:: Supplied data ::

//! SQLite persistence for settings and peer trust.
//!
//! Two tables: `app_settings` holds JSON-encoded values by key, `peers` holds
//! one trust row per origin host. Times are stored as unix seconds.

use std::path::{Path, PathBuf};
use std::time::{Duration, SystemTime, UNIX_EPOCH};

use parking_lot::Mutex;
use rusqlite::{Connection, OptionalExtension, Row, params};
use serde::Serialize;
use serde::de::DeserializeOwned;
use thiserror::Error;
use tracing::debug;
use webfs_types::{NtStatus, PeerIdentity, TrustRecord, TrustState};

use crate::constants::{DATA_DIR_NAME, DB_FILE_NAME};

const SCHEMA: &str = r#"
-- Key/value settings, values are JSON
CREATE TABLE IF NOT EXISTS app_settings (
    key TEXT PRIMARY KEY,
    value TEXT NOT NULL
);

-- Peer trust, one row per origin host
CREATE TABLE IF NOT EXISTS peers (
    host TEXT PRIMARY KEY,
    trust INTEGER NULL,
    first_seen INTEGER NOT NULL,
    last_seen INTEGER NOT NULL,
    url TEXT NOT NULL DEFAULT ''
);
"#;

#[derive(Error, Debug)]
pub enum DbError {
    #[error("sqlite error: {0}")]
    Sqlite(#[from] rusqlite::Error),

    #[error("setting {key:?} is not valid JSON for the requested type: {source}")]
    Setting {
        key: String,
        #[source]
        source: serde_json::Error,
    },

    #[error("could not create database directory {path}: {source}")]
    CreateDir {
        path: PathBuf,
        #[source]
        source: std::io::Error,
    },
}

impl From<DbError> for NtStatus {
    fn from(_: DbError) -> Self {
        NtStatus::Unsuccessful
    }
}

pub type DbResult<T> = Result<T, DbError>;

// ============================================================================
// Store traits
// ============================================================================

/// Typed key/value settings.
pub trait SettingsStore {
    /// Value for `key`, or `default` when unset.
    fn get<T: DeserializeOwned>(&self, key: &str, default: T) -> DbResult<T>;

    fn set<T: Serialize + ?Sized>(&self, key: &str, value: &T) -> DbResult<()>;

    fn exists(&self, key: &str) -> DbResult<bool>;

    fn remove(&self, key: &str) -> DbResult<()>;
}

/// Per-peer trust records.
pub trait TrustStore: Send + Sync {
    fn lookup(&self, host: &PeerIdentity) -> DbResult<Option<TrustRecord>>;

    /// Note a connection from `host`. Creates an `Unset` record on first
    /// contact; otherwise refreshes `last_seen` and `url` and leaves trust
    /// alone. Returns the record and whether it was new.
    fn observe(&self, host: &PeerIdentity, url: &str, now: SystemTime) -> DbResult<(TrustRecord, bool)>;

    /// Set the trust decision, creating the record if needed.
    fn set_trust(&self, host: &PeerIdentity, trust: TrustState) -> DbResult<TrustRecord>;

    /// All records, ordered by host.
    fn list(&self) -> DbResult<Vec<TrustRecord>>;
}

// ============================================================================
// AppDb
// ============================================================================

/// SQLite-backed [`SettingsStore`] and [`TrustStore`].
pub struct AppDb {
    conn: Mutex<Connection>,
}

fn to_secs(t: SystemTime) -> i64 {
    t.duration_since(UNIX_EPOCH).map(|d| d.as_secs() as i64).unwrap_or(0)
}

fn from_secs(secs: i64) -> SystemTime {
    UNIX_EPOCH + Duration::from_secs(secs.max(0) as u64)
}

fn row_to_record(row: &Row<'_>) -> rusqlite::Result<TrustRecord> {
    let host: String = row.get(0)?;
    let trust: Option<bool> = row.get(1)?;
    Ok(TrustRecord {
        host: PeerIdentity::new(host),
        trust: TrustState::from_option(trust),
        first_seen: from_secs(row.get(2)?),
        last_seen: from_secs(row.get(3)?),
        url: row.get(4)?,
    })
}

impl AppDb {
    /// Open or create a database at the given path.
    pub fn open<P: AsRef<Path>>(path: P) -> DbResult<Self> {
        let path = path.as_ref();
        if let Some(dir) = path.parent().filter(|d| !d.as_os_str().is_empty()) {
            std::fs::create_dir_all(dir).map_err(|source| DbError::CreateDir {
                path: dir.to_path_buf(),
                source,
            })?;
        }
        let conn = Connection::open(path)?;
        conn.execute_batch(SCHEMA)?;
        debug!(path = %path.display(), "opened database");
        Ok(Self {
            conn: Mutex::new(conn),
        })
    }

    /// Create an in-memory database (for testing).
    pub fn in_memory() -> DbResult<Self> {
        let conn = Connection::open_in_memory()?;
        conn.execute_batch(SCHEMA)?;
        Ok(Self {
            conn: Mutex::new(conn),
        })
    }

    /// Default database location under the platform data directory.
    pub fn default_path() -> PathBuf {
        dirs::data_local_dir()
            .unwrap_or_else(|| PathBuf::from("."))
            .join(DATA_DIR_NAME)
            .join(DB_FILE_NAME)
    }

    fn select_peer(conn: &Connection, host: &PeerIdentity) -> DbResult<Option<TrustRecord>> {
        Ok(conn
            .query_row(
                "SELECT host, trust, first_seen, last_seen, url FROM peers WHERE host = ?1",
                params![host.as_str()],
                row_to_record,
            )
            .optional()?)
    }
}

impl SettingsStore for AppDb {
    fn get<T: DeserializeOwned>(&self, key: &str, default: T) -> DbResult<T> {
        let raw: Option<String> = self
            .conn
            .lock()
            .query_row(
                "SELECT value FROM app_settings WHERE key = ?1",
                params![key],
                |row| row.get(0),
            )
            .optional()?;
        match raw {
            Some(json) => serde_json::from_str(&json).map_err(|source| DbError::Setting {
                key: key.to_string(),
                source,
            }),
            None => Ok(default),
        }
    }

    fn set<T: Serialize + ?Sized>(&self, key: &str, value: &T) -> DbResult<()> {
        let json = serde_json::to_string(value).map_err(|source| DbError::Setting {
            key: key.to_string(),
            source,
        })?;
        self.conn.lock().execute(
            "INSERT INTO app_settings (key, value) VALUES (?1, ?2)
             ON CONFLICT(key) DO UPDATE SET value = excluded.value",
            params![key, json],
        )?;
        Ok(())
    }

    fn exists(&self, key: &str) -> DbResult<bool> {
        let found: Option<i64> = self
            .conn
            .lock()
            .query_row(
                "SELECT 1 FROM app_settings WHERE key = ?1",
                params![key],
                |row| row.get(0),
            )
            .optional()?;
        Ok(found.is_some())
    }

    fn remove(&self, key: &str) -> DbResult<()> {
        self.conn
            .lock()
            .execute("DELETE FROM app_settings WHERE key = ?1", params![key])?;
        Ok(())
    }
}

impl TrustStore for AppDb {
    fn lookup(&self, host: &PeerIdentity) -> DbResult<Option<TrustRecord>> {
        Self::select_peer(&self.conn.lock(), host)
    }

    fn observe(&self, host: &PeerIdentity, url: &str, now: SystemTime) -> DbResult<(TrustRecord, bool)> {
        let mut conn = self.conn.lock();
        let tx = conn.transaction()?;
        let existing = Self::select_peer(&tx, host)?;
        let (record, is_new) = match existing {
            Some(mut record) => {
                tx.execute(
                    "UPDATE peers SET last_seen = ?2, url = ?3 WHERE host = ?1",
                    params![host.as_str(), to_secs(now), url],
                )?;
                record.last_seen = from_secs(to_secs(now));
                record.url = url.to_string();
                (record, false)
            }
            None => {
                tx.execute(
                    "INSERT INTO peers (host, trust, first_seen, last_seen, url)
                     VALUES (?1, NULL, ?2, ?2, ?3)",
                    params![host.as_str(), to_secs(now), url],
                )?;
                let stamp = from_secs(to_secs(now));
                (TrustRecord::first_contact(host.clone(), url, stamp), true)
            }
        };
        tx.commit()?;
        Ok((record, is_new))
    }

    fn set_trust(&self, host: &PeerIdentity, trust: TrustState) -> DbResult<TrustRecord> {
        let conn = self.conn.lock();
        let now = to_secs(SystemTime::now());
        conn.execute(
            "INSERT INTO peers (host, trust, first_seen, last_seen, url)
             VALUES (?1, ?2, ?3, ?3, '')
             ON CONFLICT(host) DO UPDATE SET trust = excluded.trust",
            params![host.as_str(), trust.as_option(), now],
        )?;
        Self::select_peer(&conn, host)?.ok_or(DbError::Sqlite(rusqlite::Error::QueryReturnedNoRows))
    }

    fn list(&self) -> DbResult<Vec<TrustRecord>> {
        let conn = self.conn.lock();
        let mut stmt =
            conn.prepare("SELECT host, trust, first_seen, last_seen, url FROM peers ORDER BY host")?;
        let rows = stmt.query_map([], row_to_record)?;
        Ok(rows.collect::<Result<Vec<_>, _>>()?)
    }
}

:::

■ **Task instructions**
From the entries above, copy every line where the word "peers" shows up.

■ **Answer space**
//! Two tables: `app_settings` holds JSON-encoded values by key, `peers` holds
CREATE TABLE IF NOT EXISTS peers (
                "SELECT host, trust, first_seen, last_seen, url FROM peers WHERE host = ?1",
                    "UPDATE peers SET last_seen = ?2, url = ?3 WHERE host = ?1",
                    "INSERT INTO peers (host, trust, first_seen, last_seen, url)
            "INSERT INTO peers (host, trust, first_seen, last_seen, url)
            conn.prepare("SELECT host, trust, first_seen, last_seen, url FROM peers ORDER BY host")?;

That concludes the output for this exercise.